SQL Standard Evolution Highlights

  • SQL:1999 – added triggers, PSM, UDTs, flow control.
  • SQL:2008 – standardized OLAP/statistical functions, new data types, preliminary SQL/XML.
  • SQL:2011 – major temporal support: application-time, system-time, bi-temporal tables; predicates: CONTAINS, OVERLAPS, PRECEDES, SUCCEEDS, IMMEDIATELY … .
    • Application-time table sample:
      sql CREATE TABLE Employee_T( EmpNbr NUMBER(11,0), EmpStart DATE, EmpEnd DATE, EmpDept NUMBER(11,0), PERIOD FOR EmpPeriod (EmpStart, EmpEnd), PRIMARY KEY (EmpNbr, EmpStart, EmpEnd) );
  • SQL:2016 – enhancements:
    • Row Pattern Recognition (MATCH_RECOGNIZE) for time-series.
    • Trig/log functions, broader JSON support.
    • Polymorphic Table Functions (PTFs) – table-valued functions whose output row-type is determined at runtime.

Other Noteworthy Additions

  • MERGE (SQL:2008) – UPSERT in single statement.
  MERGE INTO Customer_T AS Cust
  USING (SELECT … FROM CustTrans_T) AS CT
  ON (Cust.CustomerID = CT.CustomerID)
  WHEN MATCHED THEN UPDATE …
  WHEN NOT MATCHED THEN INSERT …;
  • CREATE TABLE LIKE … INCLUDING COLUMN DEFAULTS – copy structure fast.

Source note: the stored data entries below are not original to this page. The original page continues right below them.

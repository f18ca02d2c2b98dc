//! shopfront: server-rendered storefront admin frontend
//!
//! The interesting machinery is the declarative form subsystem: ordered
//! registries of field descriptors are rendered to interactive controls with
//! conditional visibility, dynamic option sources, and type-specific
//! validation. Everything else is glue: submissions are validated, turned
//! into multipart payloads, and forwarded to the upstream commerce API with
//! the stored bearer token attached.
//!
//! # Quick Start
//!
//! ```rust,no_run
//! use shopfront::config::ShopfrontConfig;
//! use shopfront::handlers;
//! use shopfront::state::AppState;
//!
//! #[tokio::main]
//! async fn main() -> anyhow::Result<()> {
//!     shopfront::observability::init()?;
//!
//!     let config = ShopfrontConfig::load()?;
//!     let bind = config.service.bind.clone();
//!     let app = handlers::router(AppState::new(config));
//!
//!     let listener = tokio::net::TcpListener::bind(&bind).await?;
//!     axum::serve(listener, app).await?;
//!     Ok(())
//! }
//! ```

pub mod account;
pub mod client;
pub mod config;
pub mod error;
pub mod forms;
pub mod handlers;
pub mod observability;
pub mod products;
pub mod state;
pub mod uploads;

pub mod prelude {
    //! Convenience re-exports for common types

    pub use crate::client::{ApiClient, ApiError, CredentialStore, FormPayload, Transport};
    pub use crate::config::ShopfrontConfig;
    pub use crate::error::ShopfrontError;
    pub use crate::forms::{
        render_field, render_form, validate_form, DynamicOption, EditorHandle, FieldDescriptor,
        FieldType, FormState, RenderContext, RenderedControl, ValidationRules,
    };
    pub use crate::state::AppState;
    pub use crate::uploads::{ImageBatch, PendingImage};
}
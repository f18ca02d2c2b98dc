//! Error types and HTTP mapping

use axum::http::StatusCode;
use axum::response::{IntoResponse, Response};
use thiserror::Error;

use crate::client::ApiError;

/// Application error type
#[derive(Debug, Error)]
pub enum ShopfrontError {
    /// Bad request (malformed multipart, missing fields)
    #[error("Bad request: {0}")]
    BadRequest(String),

    /// Upstream API failure
    #[error("Upstream error: {0}")]
    Api(#[from] ApiError),

    /// Server error
    #[error("Server error: {0}")]
    ServerError(String),

    /// Not found (404)
    #[error("Not found: {0}")]
    NotFound(String),
}

impl IntoResponse for ShopfrontError {
    fn into_response(self) -> Response {
        let status = match &self {
            Self::BadRequest(_) => StatusCode::BAD_REQUEST,
            Self::Api(ApiError::Unauthorized) => StatusCode::UNAUTHORIZED,
            Self::Api(_) | Self::ServerError(_) => StatusCode::BAD_GATEWAY,
            Self::NotFound(_) => StatusCode::NOT_FOUND,
        };
        tracing::error!(error = %self, status = %status, "request failed");
        (status, self.to_string()).into_response()
    }
}

#[cfg(test)]
mod tests {
    use super::*;

    #[test]
    fn test_status_mapping() {
        let response = ShopfrontError::BadRequest("no image".into()).into_response();
        assert_eq!(response.status(), StatusCode::BAD_REQUEST);

        let response = ShopfrontError::Api(ApiError::Unauthorized).into_response();
        assert_eq!(response.status(), StatusCode::UNAUTHORIZED);

        let response = ShopfrontError::NotFound("batch".into()).into_response();
        assert_eq!(response.status(), StatusCode::NOT_FOUND);
    }
}
//! Credential persistence
//!
//! The upstream API mints a bearer token at sign-in. It is persisted in two
//! client-side cookies (the token itself plus an auth-state flag), attached
//! to outgoing requests, and cleared when the upstream answers 401.

use std::sync::Arc;

use parking_lot::RwLock;

/// Cookie holding the bearer token
pub const AUTH_COOKIE: &str = "auth";

/// Cookie flagging an authenticated session
pub const AUTH_STATE_COOKIE: &str = "auth_state";

/// Shared store for the current bearer token
#[derive(Debug, Clone, Default)]
pub struct CredentialStore {
    token: Arc<RwLock<Option<String>>>,
}

impl CredentialStore {
    /// Store with no credentials
    #[must_use]
    pub fn new() -> Self {
        Self::default()
    }

    /// Store pre-loaded with a token (e.g. read back from cookies)
    #[must_use]
    pub fn with_token(token: impl Into<String>) -> Self {
        Self {
            token: Arc::new(RwLock::new(Some(token.into()))),
        }
    }

    /// Persist a freshly minted token
    pub fn set_token(&self, token: impl Into<String>) {
        *self.token.write() = Some(token.into());
    }

    /// `Authorization` header value, when authenticated
    #[must_use]
    pub fn bearer(&self) -> Option<String> {
        self.token.read().as_ref().map(|t| format!("Bearer {t}"))
    }

    /// Whether a token is currently stored
    #[must_use]
    pub fn is_authenticated(&self) -> bool {
        self.token.read().is_some()
    }

    /// Drop stored credentials (unauthorized response handling)
    pub fn clear(&self) {
        *self.token.write() = None;
    }

    /// `Set-Cookie` pairs reflecting the current state
    ///
    /// An authenticated store yields the token and the auth-state flag; a
    /// cleared store yields empty values so the browser drops both cookies.
    #[must_use]
    pub fn cookie_pairs(&self) -> [(&'static str, String); 2] {
        match self.token.read().as_ref() {
            Some(token) => [
                (AUTH_COOKIE, token.clone()),
                (AUTH_STATE_COOKIE, "true".to_string()),
            ],
            None => [(AUTH_COOKIE, String::new()), (AUTH_STATE_COOKIE, String::new())],
        }
    }

    /// Read the token back from a request `Cookie` header
    #[must_use]
    pub fn from_cookie_header(header: &str) -> Self {
        let token = header.split(';').find_map(|pair| {
            let (name, value) = pair.trim().split_once('=')?;
            (name == AUTH_COOKIE && !value.is_empty()).then(|| value.to_string())
        });
        Self {
            token: Arc::new(RwLock::new(token)),
        }
    }
}

#[cfg(test)]
mod tests {
    use super::*;

    #[test]
    fn test_bearer_formatting() {
        let store = CredentialStore::with_token("abc123");
        assert_eq!(store.bearer().as_deref(), Some("Bearer abc123"));
        assert!(store.is_authenticated());
    }

    #[test]
    fn test_clear_shared_across_clones() {
        let store = CredentialStore::with_token("abc123");
        let clone = store.clone();

        clone.clear();
        assert!(!store.is_authenticated());
        assert!(store.bearer().is_none());
    }

    #[test]
    fn test_cookie_pairs() {
        let store = CredentialStore::with_token("tok");
        assert_eq!(
            store.cookie_pairs(),
            [("auth", "tok".to_string()), ("auth_state", "true".to_string())]
        );

        store.clear();
        assert_eq!(
            store.cookie_pairs(),
            [("auth", String::new()), ("auth_state", String::new())]
        );
    }

    #[test]
    fn test_from_cookie_header() {
        let store = CredentialStore::from_cookie_header("theme=dark; auth=tok; auth_state=true");
        assert_eq!(store.bearer().as_deref(), Some("Bearer tok"));

        let anonymous = CredentialStore::from_cookie_header("theme=dark");
        assert!(!anonymous.is_authenticated());
    }
}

Analytical & OLAP Functions

  • Part of SQL:2008 – built-in linear regression, correlation, moving averages, window aggregates.
    • Calculations stay inside DB ⇒ minimizes ETL to analytical tools.
    • Vendors converging on common syntax.

Quick Reference Cheat-Sheet

  • Equi-join duplicates cols; Natural join drops them.
  • LEFT / RIGHT / FULL OUTER keep unmatched rows with NULL placeholders.
  • CROSS JOIN = Cartesian product.
  • Subquery returns scalar / list / EXISTS boolean; correlated ⇒ inner depends on outer row.
  • Derived table = subquery in FROM, can include aggregates.
  • UNION / INTERSECT / MINUS combine sets; require column compatibility.
  • CASE / NULLIF / COALESCE enable conditional or default logic.
  • Views virtualize queries; materialized views cache them.
  • Trigger = auto-fired; Routine = called; both written in SQL/PSM or vendor PL.
  • SQL standards continually add analytics, temporal, JSON, pattern matching, PTF.
  • Performance basics: match data types, refresh stats, fetch only needed columns, watch for Cartesian joins & correlated subqueries.